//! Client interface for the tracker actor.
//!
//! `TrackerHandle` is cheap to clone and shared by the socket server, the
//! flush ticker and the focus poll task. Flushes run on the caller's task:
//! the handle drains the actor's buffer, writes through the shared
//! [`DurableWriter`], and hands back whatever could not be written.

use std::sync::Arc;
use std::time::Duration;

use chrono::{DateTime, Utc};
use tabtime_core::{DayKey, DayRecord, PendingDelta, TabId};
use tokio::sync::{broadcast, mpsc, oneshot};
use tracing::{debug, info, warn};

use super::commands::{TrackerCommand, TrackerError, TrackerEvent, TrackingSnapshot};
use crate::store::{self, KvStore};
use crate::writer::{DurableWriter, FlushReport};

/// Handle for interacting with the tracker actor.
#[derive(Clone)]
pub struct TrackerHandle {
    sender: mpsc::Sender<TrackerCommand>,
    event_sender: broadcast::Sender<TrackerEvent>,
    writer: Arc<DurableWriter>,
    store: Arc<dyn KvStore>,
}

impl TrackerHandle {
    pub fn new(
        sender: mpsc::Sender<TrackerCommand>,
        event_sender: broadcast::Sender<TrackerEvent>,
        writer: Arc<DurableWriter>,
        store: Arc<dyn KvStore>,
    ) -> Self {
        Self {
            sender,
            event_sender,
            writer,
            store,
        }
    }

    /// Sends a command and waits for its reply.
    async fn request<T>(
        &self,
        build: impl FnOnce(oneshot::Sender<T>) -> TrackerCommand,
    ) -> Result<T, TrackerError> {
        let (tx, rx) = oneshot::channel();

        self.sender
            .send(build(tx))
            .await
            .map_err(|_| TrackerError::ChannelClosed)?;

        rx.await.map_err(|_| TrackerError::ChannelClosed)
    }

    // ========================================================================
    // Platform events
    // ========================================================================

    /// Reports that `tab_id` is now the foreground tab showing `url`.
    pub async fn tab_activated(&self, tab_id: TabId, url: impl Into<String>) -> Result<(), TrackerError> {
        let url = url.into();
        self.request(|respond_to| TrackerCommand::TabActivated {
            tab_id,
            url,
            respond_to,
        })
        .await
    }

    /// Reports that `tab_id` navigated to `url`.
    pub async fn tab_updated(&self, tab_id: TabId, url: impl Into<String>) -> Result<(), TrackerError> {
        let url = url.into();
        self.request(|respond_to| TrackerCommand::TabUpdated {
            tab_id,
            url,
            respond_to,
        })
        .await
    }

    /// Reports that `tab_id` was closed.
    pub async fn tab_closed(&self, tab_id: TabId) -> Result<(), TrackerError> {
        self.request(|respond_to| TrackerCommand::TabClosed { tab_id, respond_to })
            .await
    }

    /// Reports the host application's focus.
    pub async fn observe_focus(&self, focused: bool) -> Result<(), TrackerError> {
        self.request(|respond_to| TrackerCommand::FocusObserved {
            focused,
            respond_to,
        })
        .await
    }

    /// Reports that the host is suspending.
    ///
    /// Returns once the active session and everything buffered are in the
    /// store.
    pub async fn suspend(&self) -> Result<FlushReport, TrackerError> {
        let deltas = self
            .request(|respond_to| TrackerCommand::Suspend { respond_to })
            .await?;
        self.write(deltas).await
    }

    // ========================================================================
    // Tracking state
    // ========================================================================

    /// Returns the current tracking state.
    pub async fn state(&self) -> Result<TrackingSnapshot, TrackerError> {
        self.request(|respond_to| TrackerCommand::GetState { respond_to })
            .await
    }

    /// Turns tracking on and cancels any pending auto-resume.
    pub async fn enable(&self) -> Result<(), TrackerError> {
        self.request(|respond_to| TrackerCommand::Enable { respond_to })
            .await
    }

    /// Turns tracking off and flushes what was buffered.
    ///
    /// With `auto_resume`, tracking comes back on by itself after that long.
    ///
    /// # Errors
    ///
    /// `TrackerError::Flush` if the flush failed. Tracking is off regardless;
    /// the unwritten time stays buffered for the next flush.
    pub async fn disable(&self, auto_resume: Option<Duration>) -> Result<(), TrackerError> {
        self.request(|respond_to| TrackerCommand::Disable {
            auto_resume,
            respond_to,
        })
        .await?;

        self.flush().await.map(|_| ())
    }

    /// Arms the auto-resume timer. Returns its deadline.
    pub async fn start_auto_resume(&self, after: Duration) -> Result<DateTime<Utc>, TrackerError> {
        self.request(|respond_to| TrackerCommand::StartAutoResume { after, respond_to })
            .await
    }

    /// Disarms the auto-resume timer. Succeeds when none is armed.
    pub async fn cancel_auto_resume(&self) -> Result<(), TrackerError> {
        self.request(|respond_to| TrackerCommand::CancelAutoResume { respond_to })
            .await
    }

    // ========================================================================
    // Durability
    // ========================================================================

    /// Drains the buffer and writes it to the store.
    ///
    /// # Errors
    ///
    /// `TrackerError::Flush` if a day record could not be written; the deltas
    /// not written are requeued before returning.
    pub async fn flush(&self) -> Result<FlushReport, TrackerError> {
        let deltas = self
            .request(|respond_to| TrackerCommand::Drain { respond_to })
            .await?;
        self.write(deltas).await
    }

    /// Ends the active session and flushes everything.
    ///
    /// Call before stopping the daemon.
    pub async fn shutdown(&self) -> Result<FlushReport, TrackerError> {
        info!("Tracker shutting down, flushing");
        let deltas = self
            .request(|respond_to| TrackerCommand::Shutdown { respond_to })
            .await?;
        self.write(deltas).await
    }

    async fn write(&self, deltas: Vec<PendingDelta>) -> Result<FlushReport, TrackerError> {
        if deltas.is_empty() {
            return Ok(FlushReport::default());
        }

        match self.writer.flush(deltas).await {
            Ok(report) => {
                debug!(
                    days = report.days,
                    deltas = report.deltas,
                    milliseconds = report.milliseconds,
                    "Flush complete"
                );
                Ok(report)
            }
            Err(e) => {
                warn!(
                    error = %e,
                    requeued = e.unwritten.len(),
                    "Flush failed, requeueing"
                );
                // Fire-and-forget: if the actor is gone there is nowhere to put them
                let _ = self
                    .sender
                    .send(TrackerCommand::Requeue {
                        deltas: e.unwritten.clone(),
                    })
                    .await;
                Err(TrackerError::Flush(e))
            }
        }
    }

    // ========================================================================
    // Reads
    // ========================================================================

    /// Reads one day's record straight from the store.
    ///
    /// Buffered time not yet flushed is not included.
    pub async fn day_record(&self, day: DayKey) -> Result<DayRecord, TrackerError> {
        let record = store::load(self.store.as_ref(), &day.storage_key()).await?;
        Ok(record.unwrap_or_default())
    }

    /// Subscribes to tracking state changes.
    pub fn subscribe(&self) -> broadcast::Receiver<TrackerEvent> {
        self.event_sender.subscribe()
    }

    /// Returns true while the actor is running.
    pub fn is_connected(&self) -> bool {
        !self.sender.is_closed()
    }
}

** WHAT IS EXPECTED **
Restate all entries above verbatim.

** YOUR RESPONSE **
//! Client interface for the tracker actor.
//!
//! `TrackerHandle` is cheap to clone and shared by the socket server, the
//! flush ticker and the focus poll task. Flushes run on the caller's task:
//! the handle drains the actor's buffer, writes through the shared
//! [`DurableWriter`], and hands back whatever could not be written.

use std::sync::Arc;
use std::time::Duration;

use chrono::{DateTime, Utc};
use tabtime_core::{DayKey, DayRecord, PendingDelta, TabId};
use tokio::sync::{broadcast, mpsc, oneshot};
use tracing::{debug, info, warn};

use super::commands::{TrackerCommand, TrackerError, TrackerEvent, TrackingSnapshot};
use crate::store::{self, KvStore};
use crate::writer::{DurableWriter, FlushReport};

/// Handle for interacting with the tracker actor.
#[derive(Clone)]
pub struct TrackerHandle {
    sender: mpsc::Sender<TrackerCommand>,
    event_sender: broadcast::Sender<TrackerEvent>,
    writer: Arc<DurableWriter>,
    store: Arc<dyn KvStore>,
}

impl TrackerHandle {
    pub fn new(
        sender: mpsc::Sender<TrackerCommand>,
        event_sender: broadcast::Sender<TrackerEvent>,
        writer: Arc<DurableWriter>,
        store: Arc<dyn KvStore>,
    ) -> Self {
        Self {
            sender,
            event_sender,
            writer,
            store,
        }
    }

    /// Sends a command and waits for its reply.
    async fn request<T>(
        &self,
        build: impl FnOnce(oneshot::Sender<T>) -> TrackerCommand,
    ) -> Result<T, TrackerError> {
        let (tx, rx) = oneshot::channel();

        self.sender
            .send(build(tx))
            .await
            .map_err(|_| TrackerError::ChannelClosed)?;

        rx.await.map_err(|_| TrackerError::ChannelClosed)
    }

    // ========================================================================
    // Platform events
    // ========================================================================

    /// Reports that `tab_id` is now the foreground tab showing `url`.
    pub async fn tab_activated(&self, tab_id: TabId, url: impl Into<String>) -> Result<(), TrackerError> {
        let url = url.into();
        self.request(|respond_to| TrackerCommand::TabActivated {
            tab_id,
            url,
            respond_to,
        })
        .await
    }

    /// Reports that `tab_id` navigated to `url`.
    pub async fn tab_updated(&self, tab_id: TabId, url: impl Into<String>) -> Result<(), TrackerError> {
        let url = url.into();
        self.request(|respond_to| TrackerCommand::TabUpdated {
            tab_id,
            url,
            respond_to,
        })
        .await
    }

    /// Reports that `tab_id` was closed.
    pub async fn tab_closed(&self, tab_id: TabId) -> Result<(), TrackerError> {
        self.request(|respond_to| TrackerCommand::TabClosed { tab_id, respond_to })
            .await
    }

    /// Reports the host application's focus.
    pub async fn observe_focus(&self, focused: bool) -> Result<(), TrackerError> {
        self.request(|respond_to| TrackerCommand::FocusObserved {
            focused,
            respond_to,
        })
        .await
    }

    /// Reports that the host is suspending.
    ///
    /// Returns once the active session and everything buffered are in the
    /// store.
    pub async fn suspend(&self) -> Result<FlushReport, TrackerError> {
        let deltas = self
            .request(|respond_to| TrackerCommand::Suspend { respond_to })
            .await?;
        self.write(deltas).await
    }

    // ========================================================================
    // Tracking state
    // ========================================================================

    /// Returns the current tracking state.
    pub async fn state(&self) -> Result<TrackingSnapshot, TrackerError> {
        self.request(|respond_to| TrackerCommand::GetState { respond_to })
            .await
    }

    /// Turns tracking on and cancels any pending auto-resume.
    pub async fn enable(&self) -> Result<(), TrackerError> {
        self.request(|respond_to| TrackerCommand::Enable { respond_to })
            .await
    }

    /// Turns tracking off and flushes what was buffered.
    ///
    /// With `auto_resume`, tracking comes back on by itself after that long.
    ///
    /// # Errors
    ///
    /// `TrackerError::Flush` if the flush failed. Tracking is off regardless;
    /// the unwritten time stays buffered for the next flush.
    pub async fn disable(&self, auto_resume: Option<Duration>) -> Result<(), TrackerError> {
        self.request(|respond_to| TrackerCommand::Disable {
            auto_resume,
            respond_to,
        })
        .await?;

        self.flush().await.map(|_| ())
    }

    /// Arms the auto-resume timer. Returns its deadline.
    pub async fn start_auto_resume(&self, after: Duration) -> Result<DateTime<Utc>, TrackerError> {
        self.request(|respond_to| TrackerCommand::StartAutoResume { after, respond_to })
            .await
    }

    /// Disarms the auto-resume timer. Succeeds when none is armed.
    pub async fn cancel_auto_resume(&self) -> Result<(), TrackerError> {
        self.request(|respond_to| TrackerCommand::CancelAutoResume { respond_to })
            .await
    }

    // ========================================================================
    // Durability
    // ========================================================================

    /// Drains the buffer and writes it to the store.
    ///
    /// # Errors
    ///
    /// `TrackerError::Flush` if a day record could not be written; the deltas
    /// not written are requeued before returning.
    pub async fn flush(&self) -> Result<FlushReport, TrackerError> {
        let deltas = self
            .request(|respond_to| TrackerCommand::Drain { respond_to })
            .await?;
        self.write(deltas).await
    }

    /// Ends the active session and flushes everything.
    ///
    /// Call before stopping the daemon.
    pub async fn shutdown(&self) -> Result<FlushReport, TrackerError> {
        info!("Tracker shutting down, flushing");
        let deltas = self
            .request(|respond_to| TrackerCommand::Shutdown { respond_to })
            .await?;
        self.write(deltas).await
    }

    async fn write(&self, deltas: Vec<PendingDelta>) -> Result<FlushReport, TrackerError> {
        if deltas.is_empty() {
            return Ok(FlushReport::default());
        }

        match self.writer.flush(deltas).await {
            Ok(report) => {
                debug!(
                    days = report.days,
                    deltas = report.deltas,
                    milliseconds = report.milliseconds,
                    "Flush complete"
                );
                Ok(report)
            }
            Err(e) => {
                warn!(
                    error = %e,
                    requeued = e.unwritten.len(),
                    "Flush failed, requeueing"
                );
                // Fire-and-forget: if the actor is gone there is nowhere to put them
                let _ = self
                    .sender
                    .send(TrackerCommand::Requeue {
                        deltas: e.unwritten.clone(),
                    })
                    .await;
                Err(TrackerError::Flush(e))
            }
        }
    }

    // ========================================================================
    // Reads
    // ========================================================================

    /// Reads one day's record straight from the store.
    ///
    /// Buffered time not yet flushed is not included.
    pub async fn day_record(&self, day: DayKey) -> Result<DayRecord, TrackerError> {
        let record = store::load(self.store.as_ref(), &day.storage_key()).await?;
        Ok(record.unwrap_or_default())
    }

    /// Subscribes to tracking state changes.
    pub fn subscribe(&self) -> broadcast::Receiver<TrackerEvent> {
        self.event_sender.subscribe()
    }

    /// Returns true while the actor is running.
    pub fn is_connected(&self) -> bool {
        !self.sender.is_closed()
    }
}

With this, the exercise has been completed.